On devine l’hypothèse que j’ébauche, lorsque j’écris à dessein : “oui, justement, ‘pour l’administration Trump’, pas pour les USA” ; comme si “l’administration Trump” ce n’était pas les USA, et l’on comprend alors parfaitement le sens de cette remarque dans le climat actuel, cette haine absolument irréfragable et complètement irrationnelle qui opposent les deux camps, – les pro-Trump et les anti-Trump. Exactement, cette hypothèse qui se dessine est bien que le NYT se fait critique, et critique presque “dissident”, – presque antiSystème, comprenez-vous, – pour mettre à jour de véritables vérités-de-situation absolument dommageables, objectivement considérées, pour la puissance de l’américanisme ; et cela, pour la simple et hystérique raison qu’il s’agit d’événements qui portent la marque de Trump. (Dans le cas des Patriot : l’Arabie avec son nouveau jeune homme d’État MbS qui copine avec Trump, qui lui a personnellement commandé un nouveau lot de Patriot.)

Ainsi va donc mon hypothèse pour expliquer cette attitude si peu logique, à notre époque d’exacerbation de l’hybris, dans le cadre contraint habituel de la presseSystème, du déterminisme-narrativiste de l’aveuglement proaméricaniste. Justement, nous y sommes, la passion haineuse déferlante a pris le dessus et, par un étrange cheminement, elle conduit à mettre à jour et proclamer, comme par inadvertance, ces vérités-de-situation pour frapper l’adversaire (Trump en l’occurrence) par tous les moyens possibles. L’affrontement interne à “D.C.-la-folle” a pris un tel tour que tous les arguments sont utilisés, même ceux qui attaquent directement les marques et les intérêts de la puissance américaniste à l’étranger.

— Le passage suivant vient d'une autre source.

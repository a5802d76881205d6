//! Wave-sequence I/O for wavemerge.
//!
//! This crate provides:
//!
//! - **Text format**: [`parse_waveseq`] / [`format_waveseq`] and the file
//!   wrappers [`read_waveseq`] / [`write_waveseq`]
//! - **MML helpers**: [`apply_mml`] remaps a sequence by an index string and
//!   weights it by a volume curve
//! - **Reports**: [`render_combined`] prints a deduplicated table
//!
//! A wave sequence is written as whitespace- or comma-separated numbers, one
//! wave per `;`-separated group:
//!
//! ```text
//! 0 4 8 4; 0 8 8 0;
//! ```
//!
//! ## Quick Start
//!
//! ```rust
//! use wavemerge_io::{apply_mml, format_waveseq, parse_waveseq};
//!
//! let waves = parse_waveseq("0 1 2 3; 3 2 1 0")?;
//! let seq = apply_mml(&waves, Some("0 1 1"), Some("1 0.5"))?;
//! assert_eq!(format_waveseq(&seq), "0 1 2 3;\n1.5 1 0.5 0;\n1.5 1 0.5 0");
//! # Ok::<(), wavemerge_io::Error>(())
//! ```

mod mml;
mod report;
mod text;

use std::path::PathBuf;

pub use mml::{apply_mml, parse_curve, parse_indices};
pub use report::render_combined;
pub use text::{
    format_indices, format_wave, format_waveseq, parse_waveseq, read_waveseq, write_waveseq,
};

/// Error types for wave-sequence I/O.
#[derive(Debug, thiserror::Error)]
pub enum Error {
    /// Failed to read or write a wave file.
    #[error("failed to access '{path}': {source}")]
    Io {
        /// Path of the file.
        path: PathBuf,
        /// Underlying I/O error.
        #[source]
        source: std::io::Error,
    },

    /// A token could not be parsed as a number.
    #[error("invalid number '{token}' in group {group}")]
    Parse {
        /// Zero-based index of the `;`-separated group.
        group: usize,
        /// The offending token.
        token: String,
    },

    /// A wave's length differs from the first wave.
    #[error("wave {group} has {found} samples, expected {expected}")]
    RaggedSequence {
        /// Zero-based index of the wave.
        group: usize,
        /// Length of the first wave.
        expected: usize,
        /// Length of this wave.
        found: usize,
    },

    /// The input contained no waves (or no values).
    #[error("no waves found")]
    Empty,

    /// An MML index points past the end of the wave list.
    #[error("MML index {index} out of range for {len} waves")]
    IndexOutOfRange {
        /// The offending index.
        index: usize,
        /// Number of available waves.
        len: usize,
    },
}

impl Error {
    /// Create an I/O error for the given path.
    pub fn io(path: impl Into<PathBuf>, source: std::io::Error) -> Self {
        Self::Io {
            path: path.into(),
            source,
        }
    }
}

/// Convenience result type for wave-sequence I/O.
pub type Result<T> = std::result::Result<T, Error>;

#[cfg(test)]
mod tests {
    use super::*;
    use std::error::Error as StdError;
    use std::io;

    #[test]
    fn io_error_keeps_path_and_source() {
        let err = Error::io(
            "/tmp/waves.txt",
            io::Error::new(io::ErrorKind::NotFound, "gone"),
        );
        let msg = err.to_string();
        assert!(msg.contains("/tmp/waves.txt"));
        assert!(msg.contains("gone"));
        assert!(err.source().is_some());
    }

    #[test]
    fn display_messages() {
        let err = Error::Parse {
            group: 2,
            token: "x1".into(),
        };
        assert_eq!(err.to_string(), "invalid number 'x1' in group 2");

        let err = Error::RaggedSequence {
            group: 1,
            expected: 32,
            found: 31,
        };
        assert_eq!(err.to_string(), "wave 1 has 31 samples, expected 32");

        let err = Error::IndexOutOfRange { index: 7, len: 3 };
        assert!(err.to_string().contains('7'));
        assert!(Error::Empty.source().is_none());
    }
}
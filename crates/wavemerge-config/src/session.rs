//! Merge session definition and file I/O.

use std::path::{Path, PathBuf};

use serde::{Deserialize, Serialize};
use wavemerge_core::rescale::MAX_RANGE_LIMIT;
use wavemerge_core::{
    Combined, GainTable, Instrument, MergeConfig, MergeEngine, MergeStyle, PhaseMode, PowerLaw,
    Scaling, TransferFunction, TransformConvention, Unity,
};
use wavemerge_io::{apply_mml, parse_waveseq, read_waveseq};

use crate::ConfigError;

/// Transfer function selection, tagged by `type`.
#[derive(Debug, Clone, Default, PartialEq, Serialize, Deserialize)]
#[serde(tag = "type", rename_all = "snake_case")]
pub enum TransferSpec {
    /// No weighting.
    #[default]
    Unity,
    /// `k^exponent` tilt.
    PowerLaw {
        /// Exponent applied to the harmonic number.
        exponent: f64,
    },
    /// Explicit per-harmonic gains; the last gain repeats.
    Table {
        /// Gain for harmonic `k` at index `k`.
        gains: Vec<f64>,
    },
}

impl TransferSpec {
    /// Build the described transfer function.
    pub fn build(&self) -> Box<dyn TransferFunction> {
        match self {
            TransferSpec::Unity => Box::new(Unity),
            TransferSpec::PowerLaw { exponent } => Box::new(PowerLaw::new(*exponent)),
            TransferSpec::Table { gains } => Box::new(GainTable::new(gains.clone())),
        }
    }
}

/// One instrument of a session.
///
/// Waves come either from `file` or inline from `waves`, in the
/// `;`-separated text format.
#[derive(Debug, Clone, PartialEq, Serialize, Deserialize)]
#[serde(deny_unknown_fields)]
pub struct InstrumentConfig {
    /// Wave file, relative to the session file's directory.
    #[serde(default, skip_serializing_if = "Option::is_none")]
    pub file: Option<PathBuf>,

    /// Inline wave sequence.
    #[serde(default, skip_serializing_if = "Option::is_none")]
    pub waves: Option<String>,

    /// Harmonic multiplier (1 = fundamental).
    #[serde(default = "default_harmonic")]
    pub harmonic: usize,

    /// Linear gain.
    #[serde(default = "default_amplitude")]
    pub amplitude: f64,

    /// Optional index sequence remapping the waves.
    #[serde(default, skip_serializing_if = "Option::is_none")]
    pub mml: Option<String>,

    /// Optional per-frame volume curve.
    #[serde(default, skip_serializing_if = "Option::is_none")]
    pub volume: Option<String>,
}

fn default_harmonic() -> usize {
    1
}

fn default_amplitude() -> f64 {
    1.0
}

impl InstrumentConfig {
    /// Instrument reading its waves from `file`.
    pub fn from_file(file: impl Into<PathBuf>) -> Self {
        Self {
            file: Some(file.into()),
            waves: None,
            ..Self::inline("")
        }
    }

    /// Instrument with inline waves.
    pub fn inline(waves: impl Into<String>) -> Self {
        Self {
            file: None,
            waves: Some(waves.into()),
            harmonic: default_harmonic(),
            amplitude: default_amplitude(),
            mml: None,
            volume: None,
        }
    }

    /// Set the harmonic multiplier.
    pub fn with_harmonic(mut self, harmonic: usize) -> Self {
        self.harmonic = harmonic;
        self
    }

    /// Set the amplitude.
    pub fn with_amplitude(mut self, amplitude: f64) -> Self {
        self.amplitude = amplitude;
        self
    }

    /// Set the MML index sequence.
    pub fn with_mml(mut self, mml: impl Into<String>) -> Self {
        self.mml = Some(mml.into());
        self
    }

    /// Set the volume curve.
    pub fn with_volume(mut self, volume: impl Into<String>) -> Self {
        self.volume = Some(volume.into());
        self
    }

    /// Load waves, apply the MML and volume curve, and build the instrument.
    pub fn load(&self, base_dir: &Path) -> Result<Instrument, ConfigError> {
        let waves = match (&self.file, &self.waves) {
            (Some(file), None) => read_waveseq(base_dir.join(file))?,
            (None, Some(inline)) => parse_waveseq(inline)?,
            _ => {
                return Err(ConfigError::invalid(
                    "instruments",
                    "exactly one of 'file' or 'waves' is required",
                ));
            }
        };
        let seq = apply_mml(&waves, self.mml.as_deref(), self.volume.as_deref())?;
        Ok(Instrument::new(seq, self.harmonic, self.amplitude)?)
    }
}

/// A complete merge session.
///
/// # TOML Format
///
/// ```toml
/// nsamp = 32
/// maxrange = 16
/// style = "power"
/// scaling = "local"
///
/// [transfer]
/// type = "power_law"
/// exponent = -0.5
///
/// [[instruments]]
/// file = "pulse.txt"
/// mml = "0 1 1 0"
///
/// [[instruments]]
/// waves = "0 4 8 4 0 -4 -8 -4"
/// harmonic = 2
/// amplitude = 0.5
/// ```
#[derive(Debug, Clone, PartialEq, Serialize, Deserialize)]
#[serde(default, deny_unknown_fields)]
pub struct Session {
    /// Output samples per wave.
    pub nsamp: usize,

    /// Magnitude bound of quantized samples.
    pub maxrange: u32,

    /// Phasor merge strategy.
    pub style: MergeStyle,

    /// Per-frame or whole-sequence quantization.
    pub scaling: Scaling,

    /// Transform convention.
    pub transform: TransformConvention,

    /// Phase source for `amp` and `power`.
    pub phase: PhaseMode,

    /// Emit unsigned samples in `[0, 2·maxrange]`.
    pub offset: bool,

    /// Also report the deduplicated table.
    pub combine: bool,

    /// Weighting applied after merging.
    pub transfer: TransferSpec,

    /// Instruments to merge.
    pub instruments: Vec<InstrumentConfig>,
}

impl Default for Session {
    fn default() -> Self {
        let config = MergeConfig::default();
        Self {
            nsamp: 32,
            maxrange: config.maxrange,
            style: config.style,
            scaling: config.scaling,
            transform: config.convention,
            phase: config.phase,
            offset: config.offset,
            combine: true,
            transfer: TransferSpec::default(),
            instruments: Vec::new(),
        }
    }
}

impl Session {
    /// Load and validate a session from a TOML file.
    pub fn load(path: impl AsRef<Path>) -> Result<Self, ConfigError> {
        let path = path.as_ref();
        let content =
            std::fs::read_to_string(path).map_err(|e| ConfigError::read_file(path, e))?;
        let session = Self::from_toml(&content)?;
        tracing::info!(
            path = %path.display(),
            instruments = session.instruments.len(),
            nsamp = session.nsamp,
            "Loaded session"
        );
        Ok(session)
    }

    /// Parse and validate a session from a TOML string.
    pub fn from_toml(toml_str: &str) -> Result<Self, ConfigError> {
        let session: Session = toml::from_str(toml_str)?;
        session.validate()?;
        Ok(session)
    }

    /// Serialize to a TOML string.
    pub fn to_toml(&self) -> Result<String, ConfigError> {
        Ok(toml::to_string_pretty(self)?)
    }

    /// Save the session to a TOML file, creating parent directories.
    pub fn save(&self, path: impl AsRef<Path>) -> Result<(), ConfigError> {
        let path = path.as_ref();

        if let Some(parent) = path.parent()
            && !parent.as_os_str().is_empty()
            && !parent.exists()
        {
            std::fs::create_dir_all(parent).map_err(|e| ConfigError::create_dir(parent, e))?;
        }

        let content = self.to_toml()?;
        std::fs::write(path, content).map_err(|e| ConfigError::write_file(path, e))?;
        tracing::debug!(path = %path.display(), "Saved session");
        Ok(())
    }

    /// Check ranges and consistency without touching the filesystem.
    pub fn validate(&self) -> Result<(), ConfigError> {
        if self.nsamp == 0 {
            return Err(ConfigError::invalid("nsamp", "must be at least 1"));
        }
        if self.maxrange == 0 || self.maxrange > MAX_RANGE_LIMIT {
            return Err(ConfigError::invalid(
                "maxrange",
                format!("must be in 1..={MAX_RANGE_LIMIT}, got {}", self.maxrange),
            ));
        }

        match &self.transfer {
            TransferSpec::Unity => {}
            TransferSpec::PowerLaw { exponent } if !exponent.is_finite() => {
                return Err(ConfigError::invalid("transfer.exponent", "must be finite"));
            }
            TransferSpec::Table { gains } if gains.iter().any(|g| !g.is_finite()) => {
                return Err(ConfigError::invalid("transfer.gains", "must all be finite"));
            }
            TransferSpec::PowerLaw { .. } | TransferSpec::Table { .. } => {}
        }

        if self.instruments.is_empty() {
            return Err(ConfigError::invalid(
                "instruments",
                "at least one instrument is required",
            ));
        }
        for (i, instr) in self.instruments.iter().enumerate() {
            if instr.file.is_some() == instr.waves.is_some() {
                return Err(ConfigError::invalid(
                    format!("instruments[{i}]"),
                    "exactly one of 'file' or 'waves' is required",
                ));
            }
            if instr.harmonic == 0 {
                return Err(ConfigError::invalid(
                    format!("instruments[{i}].harmonic"),
                    "must be at least 1",
                ));
            }
            if !instr.amplitude.is_finite() {
                return Err(ConfigError::invalid(
                    format!("instruments[{i}].amplitude"),
                    "must be finite",
                ));
            }
        }
        Ok(())
    }

    /// Merge settings for [`MergeEngine`].
    pub fn merge_config(&self) -> MergeConfig {
        MergeConfig::new(self.maxrange)
            .with_style(self.style)
            .with_scaling(self.scaling)
            .with_convention(self.transform)
            .with_phase(self.phase)
            .with_offset(self.offset)
    }

    /// The session's transfer function.
    pub fn transfer(&self) -> Box<dyn TransferFunction> {
        self.transfer.build()
    }

    /// Load every instrument; relative `file` paths resolve against `base_dir`.
    pub fn instruments(&self, base_dir: &Path) -> Result<Vec<Instrument>, ConfigError> {
        self.instruments
            .iter()
            .enumerate()
            .map(|(i, config)| {
                let instr = config.load(base_dir)?;
                tracing::debug!(
                    index = i,
                    frames = instr.len(),
                    samples = instr.wave_len(),
                    harmonic = instr.harmonic(),
                    "Loaded instrument"
                );
                Ok(instr)
            })
            .collect()
    }

    /// Load the instruments and run the merge.
    pub fn merge(&self, base_dir: &Path) -> Result<Vec<Vec<i32>>, ConfigError> {
        let engine = MergeEngine::new(self.merge_config())?;
        let instruments = self.instruments(base_dir)?;
        Ok(engine.merge(&instruments, self.nsamp, self.transfer().as_ref())?)
    }

    /// Merge and deduplicate in one step.
    pub fn merge_combine(&self, base_dir: &Path) -> Result<Combined<i32>, ConfigError> {
        Ok(wavemerge_core::combine(&self.merge(base_dir)?))
    }
}
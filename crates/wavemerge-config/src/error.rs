//! Error types for session operations.

use std::path::PathBuf;
use thiserror::Error;
use wavemerge_core::MergeError;

/// Errors that can occur while loading, validating or running a session.
#[derive(Debug, Error)]
pub enum ConfigError {
    /// Failed to read a file
    #[error("failed to read file '{path}': {source}")]
    ReadFile {
        /// Path of the file that could not be read.
        path: PathBuf,
        /// Underlying I/O error.
        #[source]
        source: std::io::Error,
    },

    /// Failed to write a file
    #[error("failed to write file '{path}': {source}")]
    WriteFile {
        /// Path of the file that could not be written.
        path: PathBuf,
        /// Underlying I/O error.
        #[source]
        source: std::io::Error,
    },

    /// Failed to create directory
    #[error("failed to create directory '{path}': {source}")]
    CreateDir {
        /// Path of the directory that could not be created.
        path: PathBuf,
        /// Underlying I/O error.
        #[source]
        source: std::io::Error,
    },

    /// Failed to parse TOML
    #[error("failed to parse TOML: {0}")]
    TomlParse(#[from] toml::de::Error),

    /// Failed to serialize TOML
    #[error("failed to serialize TOML: {0}")]
    TomlSerialize(#[from] toml::ser::Error),

    /// A session value is out of range or inconsistent
    #[error("invalid '{field}': {reason}")]
    Invalid {
        /// Dotted path of the offending field, e.g. `instruments[1].harmonic`.
        field: String,
        /// Description of why the value is invalid.
        reason: String,
    },

    /// The merge itself failed
    #[error(transparent)]
    Merge(#[from] MergeError),

    /// An instrument's waves could not be loaded
    #[error("wave data: {0}")]
    Wave(#[from] wavemerge_io::Error),
}

impl ConfigError {
    /// Create a read file error.
    pub fn read_file(path: impl Into<PathBuf>, source: std::io::Error) -> Self {
        ConfigError::ReadFile {
            path: path.into(),
            source,
        }
    }

    /// Create a write file error.
    pub fn write_file(path: impl Into<PathBuf>, source: std::io::Error) -> Self {
        ConfigError::WriteFile {
            path: path.into(),
            source,
        }
    }

    /// Create a create directory error.
    pub fn create_dir(path: impl Into<PathBuf>, source: std::io::Error) -> Self {
        ConfigError::CreateDir {
            path: path.into(),
            source,
        }
    }

    /// Create a validation error.
    pub fn invalid(field: impl Into<String>, reason: impl Into<String>) -> Self {
        ConfigError::Invalid {
            field: field.into(),
            reason: reason.into(),
        }
    }
}

#[cfg(test)]
mod tests {
    use super::*;
    use std::error::Error;

    fn mock_io_err() -> std::io::Error {
        std::io::Error::new(std::io::ErrorKind::NotFound, "mock")
    }

    // --- factory methods ---

    #[test]
    fn read_file_factory_produces_correct_variant() {
        let err = ConfigError::read_file("/some/session.toml", mock_io_err());
        assert!(
            matches!(err, ConfigError::ReadFile { ref path, .. } if path == std::path::Path::new("/some/session.toml"))
        );
    }

    #[test]
    fn write_file_factory_produces_correct_variant() {
        let err = ConfigError::write_file("/out/session.toml", mock_io_err());
        assert!(
            matches!(err, ConfigError::WriteFile { ref path, .. } if path == std::path::Path::new("/out/session.toml"))
        );
    }

    #[test]
    fn invalid_factory_produces_correct_variant() {
        let err = ConfigError::invalid("nsamp", "must be at least 1");
        assert!(matches!(err, ConfigError::Invalid { ref field, .. } if field == "nsamp"));
    }

    // --- Display formatting ---

    #[test]
    fn read_file_display() {
        let err = ConfigError::read_file("/a/b.toml", mock_io_err());
        let msg = err.to_string();
        assert!(msg.contains("failed to read file"), "got: {msg}");
        assert!(msg.contains("/a/b.toml"), "got: {msg}");
    }

    #[test]
    fn create_dir_display() {
        let err = ConfigError::create_dir("/a/b", mock_io_err());
        let msg = err.to_string();
        assert!(msg.contains("failed to create directory"), "got: {msg}");
        assert!(msg.contains("/a/b"), "got: {msg}");
    }

    #[test]
    fn invalid_display() {
        let err = ConfigError::invalid("instruments[1].harmonic", "must be at least 1");
        assert_eq!(
            err.to_string(),
            "invalid 'instruments[1].harmonic': must be at least 1"
        );
    }

    #[test]
    fn merge_error_is_transparent() {
        let inner = MergeError::configuration("maxrange must be positive");
        let expected = inner.to_string();
        let err = ConfigError::from(inner);
        assert_eq!(err.to_string(), expected);
    }

    #[test]
    fn wave_error_display() {
        let err = ConfigError::from(wavemerge_io::Error::Empty);
        assert_eq!(err.to_string(), "wave data: no waves found");
    }

    // --- Error::source() chain ---

    #[test]
    fn io_variants_expose_source() {
        assert!(ConfigError::read_file("/x", mock_io_err()).source().is_some());
        assert!(ConfigError::write_file("/x", mock_io_err()).source().is_some());
        assert!(ConfigError::create_dir("/x", mock_io_err()).source().is_some());
    }

    #[test]
    fn invalid_has_no_source() {
        assert!(ConfigError::invalid("x", "y").source().is_none());
    }

    #[test]
    fn toml_parse_from_conversion() {
        let toml_err = toml::from_str::<toml::Value>("not = [valid").unwrap_err();
        let err: ConfigError = toml_err.into();
        assert!(matches!(err, ConfigError::TomlParse(_)));
        assert!(err.to_string().contains("failed to parse TOML"));
    }
}
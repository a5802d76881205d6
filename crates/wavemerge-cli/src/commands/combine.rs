//! Deduplicate a wave file.

use std::path::PathBuf;

use clap::Args;
use wavemerge_core::combine;
use wavemerge_io::{read_waveseq, render_combined};

use super::common::emit;

/// Deduplicate the waves of a file.
#[derive(Args)]
pub struct CombineArgs {
    /// Wave file
    pub input: PathBuf,

    /// Write output to a file instead of stdout
    #[arg(short, long)]
    pub output: Option<PathBuf>,
}

/// Run the combine command.
pub fn run(args: CombineArgs) -> anyhow::Result<()> {
    let waves = read_waveseq(&args.input)?;
    let combined = combine(&waves);
    tracing::info!(
        frames = waves.len(),
        unique = combined.waves.len(),
        "Combined wave file"
    );
    emit(args.output.as_deref(), render_combined(&combined).trim_end())
}
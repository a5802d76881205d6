//! Spectral transforms between a cyclic wave and its harmonic phasors.
//!
//! A [`SpectralTransform`] maps one period of a wave (`L` samples) to phasors
//! indexed by harmonic number `0..=L/2`, and maps phasors back to a wave of any
//! length `nsamp`. Two conventions are provided:
//!
//! - [`RfftTransform`] (`old`) is the plain real FFT normalized by `1/L`.
//!   Resampling just truncates or zero-pads the harmonic list.
//! - [`ZohTransform`] (`new`) treats the wave as the stair-step signal that
//!   wavetable hardware actually plays, where sample `j` is held for the slice
//!   `[j/L, (j+1)/L)` of the period. Its phasors are the Fourier-series
//!   coefficients of that stair-step:
//!
//! ```text
//! c_k = rfft(x)[k] / L · H_L(k),    H_L(k) = sinc(k/L) · e^{-iπk/L}
//! ```
//!
//! and the inverse divides by `H_nsamp(k)` so the resampled wave reproduces the
//! same harmonics when it is itself played back with a zero-order hold. The
//! Nyquist bin of an even-length wave is halved on the way in (it stands for a
//! ±k pair) and doubled on the way out. With `nsamp == L` every factor cancels
//! and the input comes back unchanged.

use crate::error::{MergeError, Result};
use crate::fft::Fft;
use rustfft::num_complex::Complex64;
use std::f64::consts::PI;
use std::fmt;
use std::str::FromStr;

/// Forward/inverse transform between a wave and its harmonic phasors.
pub trait SpectralTransform {
    /// Phasors for harmonics `0..=wave.len()/2`.
    fn forward(&self, wave: &[f64]) -> Result<Vec<Complex64>>;

    /// Rebuild a wave of `nsamp` samples. Harmonics at or above the Nyquist
    /// limit of `nsamp` are dropped; missing harmonics are zero.
    fn inverse(&self, spectrum: &[Complex64], nsamp: usize) -> Result<Vec<f64>>;
}

/// Legacy convention: real FFT with `1/L` normalization.
#[derive(Debug, Clone, Copy, Default, PartialEq, Eq)]
pub struct RfftTransform;

impl SpectralTransform for RfftTransform {
    fn forward(&self, wave: &[f64]) -> Result<Vec<Complex64>> {
        if wave.is_empty() {
            return Err(MergeError::degenerate("cannot transform an empty wave"));
        }

        let len = wave.len();
        let scale = 1.0 / len as f64;
        Ok(Fft::new(len)
            .forward_real(wave)
            .into_iter()
            .map(|c| c * scale)
            .collect())
    }

    fn inverse(&self, spectrum: &[Complex64], nsamp: usize) -> Result<Vec<f64>> {
        check_inverse_args(spectrum, nsamp)?;

        let scale = nsamp as f64;
        Ok(Fft::new(nsamp)
            .inverse_real(spectrum)
            .into_iter()
            .map(|x| x * scale)
            .collect())
    }
}

/// Zero-order-hold convention (see the module docs).
#[derive(Debug, Clone, Copy, Default, PartialEq, Eq)]
pub struct ZohTransform;

impl ZohTransform {
    /// Frequency response of holding each of `len` samples for `1/len` of a period.
    pub fn hold_response(harmonic: usize, len: usize) -> Complex64 {
        let t = harmonic as f64 / len as f64;
        Complex64::from_polar(sinc(t), -PI * t)
    }
}

impl SpectralTransform for ZohTransform {
    fn forward(&self, wave: &[f64]) -> Result<Vec<Complex64>> {
        let len = wave.len();
        let mut spectrum = RfftTransform.forward(wave)?;

        for (k, c) in spectrum.iter_mut().enumerate() {
            *c *= Self::hold_response(k, len);
        }
        if len % 2 == 0 {
            spectrum[len / 2] *= 0.5;
        }

        Ok(spectrum)
    }

    fn inverse(&self, spectrum: &[Complex64], nsamp: usize) -> Result<Vec<f64>> {
        check_inverse_args(spectrum, nsamp)?;

        let nyquist = nsamp / 2;
        let mut bins: Vec<Complex64> = spectrum
            .iter()
            .take(nyquist + 1)
            .enumerate()
            .map(|(k, &c)| c / Self::hold_response(k, nsamp))
            .collect();
        if nsamp % 2 == 0 && bins.len() > nyquist {
            bins[nyquist] *= 2.0;
        }

        RfftTransform.inverse(&bins, nsamp)
    }
}

fn check_inverse_args(spectrum: &[Complex64], nsamp: usize) -> Result<()> {
    if nsamp == 0 {
        return Err(MergeError::degenerate("output length nsamp must be positive"));
    }
    if spectrum.is_empty() {
        return Err(MergeError::degenerate("cannot invert an empty spectrum"));
    }
    Ok(())
}

/// Normalized sinc: `sin(πt) / (πt)`.
fn sinc(t: f64) -> f64 {
    if t.abs() < 1e-12 {
        1.0
    } else {
        (PI * t).sin() / (PI * t)
    }
}

/// Selects which [`SpectralTransform`] a merge uses.
#[derive(Debug, Clone, Copy, Default, PartialEq, Eq, Hash)]
#[cfg_attr(
    feature = "serde",
    derive(serde::Serialize, serde::Deserialize),
    serde(rename_all = "lowercase")
)]
pub enum TransformConvention {
    /// Zero-order-hold aware transform ([`ZohTransform`]).
    #[default]
    New,
    /// Legacy real FFT ([`RfftTransform`]).
    Old,
}

impl TransformConvention {
    /// Accepted names, in declaration order.
    pub const NAMES: [&'static str; 2] = ["new", "old"];

    /// Lowercase name of this convention.
    pub fn name(self) -> &'static str {
        match self {
            TransformConvention::New => "new",
            TransformConvention::Old => "old",
        }
    }
}

impl SpectralTransform for TransformConvention {
    fn forward(&self, wave: &[f64]) -> Result<Vec<Complex64>> {
        match self {
            TransformConvention::New => ZohTransform.forward(wave),
            TransformConvention::Old => RfftTransform.forward(wave),
        }
    }

    fn inverse(&self, spectrum: &[Complex64], nsamp: usize) -> Result<Vec<f64>> {
        match self {
            TransformConvention::New => ZohTransform.inverse(spectrum, nsamp),
            TransformConvention::Old => RfftTransform.inverse(spectrum, nsamp),
        }
    }
}

impl fmt::Display for TransformConvention {
    fn fmt(&self, f: &mut fmt::Formatter<'_>) -> fmt::Result {
        f.write_str(self.name())
    }
}

impl FromStr for TransformConvention {
    type Err = MergeError;

    fn from_str(s: &str) -> Result<Self> {
        match s.trim().to_ascii_lowercase().as_str() {
            "new" => Ok(TransformConvention::New),
            "old" => Ok(TransformConvention::Old),
            other => Err(MergeError::configuration(format!(
                "unknown transform convention '{other}' (expected one of: {})",
                Self::NAMES.join(", ")
            ))),
        }
    }
}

Regardez bien ceci, qui est absolument fascinant, qui est l’œuvre du démon lorsqu’il a mis ses créatures, ou les créatures qu’il infecte assez pour les faires siennes, dans cet état de transe paroxystique qu’est la haine pure ; cet emportement de l’esprit, cette marée des passions haineuses qui fait perdre toute mesure, toute intelligence du monde. C’est à ce paroxysme-là que j’attache mon hypothèse ; ce paroxysme qui est celui de l’effondrement et nullement de la décadence... Ils ne veulent plus de la décadence qui est une chose bien trop lente pour étancher cette soif d’autodestruction, cet aveuglement du drogué qui ne peut plus se passer de sa piqure, ce besoin absolument furieux de se dévorer soi-même et jusqu’à ses propres entrailles.

Observez le spectacle de ce monde aliéné qui subit les derniers spasmes du mal que le Malin a installé en lui. Jamais plus grande puissance terrestre n’a couru à sa propre perte, qu’elle veut machiner de ses propres mains, avec autant d’énergie qui est l’énergie de la passion déchaînée, de la haine accomplie comme l’on parlerait de l’extase du paradis artificiel et inverti.

 

(*) Le NYT a été fondé en 1851, ce pourquoi sans doute on le surnomme “The Grey Lady”, ce qui veut dire selon mon imagination bienveillante, – je n’ai pas trouvé de traduction officielle, – “la vieille demoiselle vertueuse, honorable et pleine de sagesse avec ses cheveux gris”.